§ PROBLEM TO SOLVE
Output the records exactly, with no line skipped.

━━ SOURCE MATERIAL ━━

// Copyright (c) 2025 Fabstir
// SPDX-License-Identifier: BUSL-1.1
// Image normalization across input variants, including local files and URLs

use super::common::{png_bytes, serve_once, serve_raw, solid_image};
use aravqa::vision::{ImageInput, ImageNormalizer, NormalizerConfig, MAX_ENCODED_BYTES};
use aravqa::VqaError;
use base64::{engine::general_purpose::STANDARD, Engine as _};
use ndarray::{Array2, Array3};
use std::io::Write;

fn normalizer() -> ImageNormalizer {
    ImageNormalizer::new(NormalizerConfig {
        timeout_secs: 5,
        ..NormalizerConfig::default()
    })
    .unwrap()
}

#[tokio::test]
async fn test_all_variants_share_one_shape() {
    let image = solid_image(6, 4);
    let png = png_bytes(&image);

    let mut file = tempfile::Builder::new().suffix(".png").tempfile().unwrap();
    file.write_all(&png).unwrap();

    let data_url = format!("data:image/png;base64,{}", STANDARD.encode(&png));
    let pixels = Array3::from_shape_vec((4, 6, 3), image.as_raw().clone()).unwrap();
    let tensor = pixels.mapv(f32::from).permuted_axes([2, 0, 1]).to_owned();

    let inputs = vec![
        ImageInput::from(image.clone()),
        ImageInput::Encoded(png.clone()),
        ImageInput::Path(file.path().to_path_buf()),
        ImageInput::from(data_url),
        ImageInput::Pixels(pixels),
        ImageInput::ChannelFirst(tensor),
        ImageInput::Gray(Array2::from_elem((4, 6), 128u8)),
    ];

    let results = normalizer().normalize_all(inputs).await;
    assert_eq!(results.len(), 7);
    for (i, result) in results.into_iter().enumerate() {
        let rgb = result.unwrap_or_else(|e| panic!("variant {} failed: {}", i, e));
        assert_eq!(rgb.dimensions(), (6, 4), "variant {}", i);
        if i < 6 {
            assert_eq!(rgb, image, "variant {}", i);
        }
    }
}

#[tokio::test]
async fn test_url_is_fetched() {
    let image = solid_image(5, 3);
    let url = serve_once("200 OK", "image/png", png_bytes(&image)).await;

    let rgb = normalizer().normalize(ImageInput::from(url.as_str())).await.unwrap();
    assert_eq!(rgb, image);
}

#[tokio::test]
async fn test_url_error_status_is_unavailable() {
    let url = serve_once("404 Not Found", "text/plain", b"missing".to_vec()).await;
    let err = normalizer().normalize(ImageInput::from(url)).await.unwrap_err();
    assert!(matches!(err, VqaError::SourceUnavailable { .. }));
}

#[tokio::test]
async fn test_url_with_non_image_body_is_invalid() {
    let url = serve_once("200 OK", "text/html", b"<html></html>".to_vec()).await;
    let err = normalizer().normalize(ImageInput::from(url)).await.unwrap_err();
    assert!(matches!(err, VqaError::InvalidImageData(_)));
}

#[tokio::test]
async fn test_missing_path_is_unavailable() {
    let err = normalizer()
        .normalize(ImageInput::from("/nonexistent/aravqa/photo.jpg"))
        .await
        .unwrap_err();
    assert!(matches!(err, VqaError::SourceUnavailable { .. }));
}

#[test]
fn test_unsupported_json_is_rejected() {
    let err = ImageInput::try_from(&serde_json::json!({"bytes": "..."})).unwrap_err();
    assert!(matches!(err, VqaError::UnsupportedInputType(_)));
}

#[tokio::test]
async fn test_url_declaring_oversized_body_is_rejected() {
    let head = format!(
        "HTTP/1.1 200 OK\r\nContent-Type: image/png\r\nContent-Length: {}\r\nConnection: close\r\n\r\n",
        MAX_ENCODED_BYTES + 1
    );
    let url = serve_raw(head, b"\x89PNG".to_vec()).await;
    let err = normalizer().normalize(ImageInput::from(url)).await.unwrap_err();
    assert!(matches!(err, VqaError::InvalidImageData(_)), "{}", err);
}

#[tokio::test]
async fn test_url_streaming_past_limit_is_rejected() {
    // no Content-Length: the body runs until the server closes
    let head = "HTTP/1.1 200 OK\r\nContent-Type: image/png\r\nConnection: close\r\n\r\n".to_string();
    let url = serve_raw(head, vec![0u8; MAX_ENCODED_BYTES + 4096]).await;
    let err = normalizer().normalize(ImageInput::from(url)).await.unwrap_err();
    assert!(matches!(err, VqaError::InvalidImageData(_)), "{}", err);
}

━━━

§ TASK RESPONSE
// Copyright (c) 2025 Fabstir
// SPDX-License-Identifier: BUSL-1.1
// Image normalization across input variants, including local files and URLs

use super::common::{png_bytes, serve_once, serve_raw, solid_image};
use aravqa::vision::{ImageInput, ImageNormalizer, NormalizerConfig, MAX_ENCODED_BYTES};
use aravqa::VqaError;
use base64::{engine::general_purpose::STANDARD, Engine as _};
use ndarray::{Array2, Array3};
use std::io::Write;

fn normalizer() -> ImageNormalizer {
    ImageNormalizer::new(NormalizerConfig {
        timeout_secs: 5,
        ..NormalizerConfig::default()
    })
    .unwrap()
}

#[tokio::test]
async fn test_all_variants_share_one_shape() {
    let image = solid_image(6, 4);
    let png = png_bytes(&image);

    let mut file = tempfile::Builder::new().suffix(".png").tempfile().unwrap();
    file.write_all(&png).unwrap();

    let data_url = format!("data:image/png;base64,{}", STANDARD.encode(&png));
    let pixels = Array3::from_shape_vec((4, 6, 3), image.as_raw().clone()).unwrap();
    let tensor = pixels.mapv(f32::from).permuted_axes([2, 0, 1]).to_owned();

    let inputs = vec![
        ImageInput::from(image.clone()),
        ImageInput::Encoded(png.clone()),
        ImageInput::Path(file.path().to_path_buf()),
        ImageInput::from(data_url),
        ImageInput::Pixels(pixels),
        ImageInput::ChannelFirst(tensor),
        ImageInput::Gray(Array2::from_elem((4, 6), 128u8)),
    ];

    let results = normalizer().normalize_all(inputs).await;
    assert_eq!(results.len(), 7);
    for (i, result) in results.into_iter().enumerate() {
        let rgb = result.unwrap_or_else(|e| panic!("variant {} failed: {}", i, e));
        assert_eq!(rgb.dimensions(), (6, 4), "variant {}", i);
        if i < 6 {
            assert_eq!(rgb, image, "variant {}", i);
        }
    }
}

#[tokio::test]
async fn test_url_is_fetched() {
    let image = solid_image(5, 3);
    let url = serve_once("200 OK", "image/png", png_bytes(&image)).await;

    let rgb = normalizer().normalize(ImageInput::from(url.as_str())).await.unwrap();
    assert_eq!(rgb, image);
}

#[tokio::test]
async fn test_url_error_status_is_unavailable() {
    let url = serve_once("404 Not Found", "text/plain", b"missing".to_vec()).await;
    let err = normalizer().normalize(ImageInput::from(url)).await.unwrap_err();
    assert!(matches!(err, VqaError::SourceUnavailable { .. }));
}

#[tokio::test]
async fn test_url_with_non_image_body_is_invalid() {
    let url = serve_once("200 OK", "text/html", b"<html></html>".to_vec()).await;
    let err = normalizer().normalize(ImageInput::from(url)).await.unwrap_err();
    assert!(matches!(err, VqaError::InvalidImageData(_)));
}

#[tokio::test]
async fn test_missing_path_is_unavailable() {
    let err = normalizer()
        .normalize(ImageInput::from("/nonexistent/aravqa/photo.jpg"))
        .await
        .unwrap_err();
    assert!(matches!(err, VqaError::SourceUnavailable { .. }));
}

#[test]
fn test_unsupported_json_is_rejected() {
    let err = ImageInput::try_from(&serde_json::json!({"bytes": "..."})).unwrap_err();
    assert!(matches!(err, VqaError::UnsupportedInputType(_)));
}

#[tokio::test]
async fn test_url_declaring_oversized_body_is_rejected() {
    let head = format!(
        "HTTP/1.1 200 OK\r\nContent-Type: image/png\r\nContent-Length: {}\r\nConnection: close\r\n\r\n",
        MAX_ENCODED_BYTES + 1
    );
    let url = serve_raw(head, b"\x89PNG".to_vec()).await;
    let err = normalizer().normalize(ImageInput::from(url)).await.unwrap_err();
    assert!(matches!(err, VqaError::InvalidImageData(_)), "{}", err);
}

#[tokio::test]
async fn test_url_streaming_past_limit_is_rejected() {
    // no Content-Length: the body runs until the server closes
    let head = "HTTP/1.1 200 OK\r\nContent-Type: image/png\r\nConnection: close\r\n\r\n".to_string();
    let url = serve_raw(head, vec![0u8; MAX_ENCODED_BYTES + 4096]).await;
    let err = normalizer().normalize(ImageInput::from(url)).await.unwrap_err();
    assert!(matches!(err, VqaError::InvalidImageData(_)), "{}", err);
}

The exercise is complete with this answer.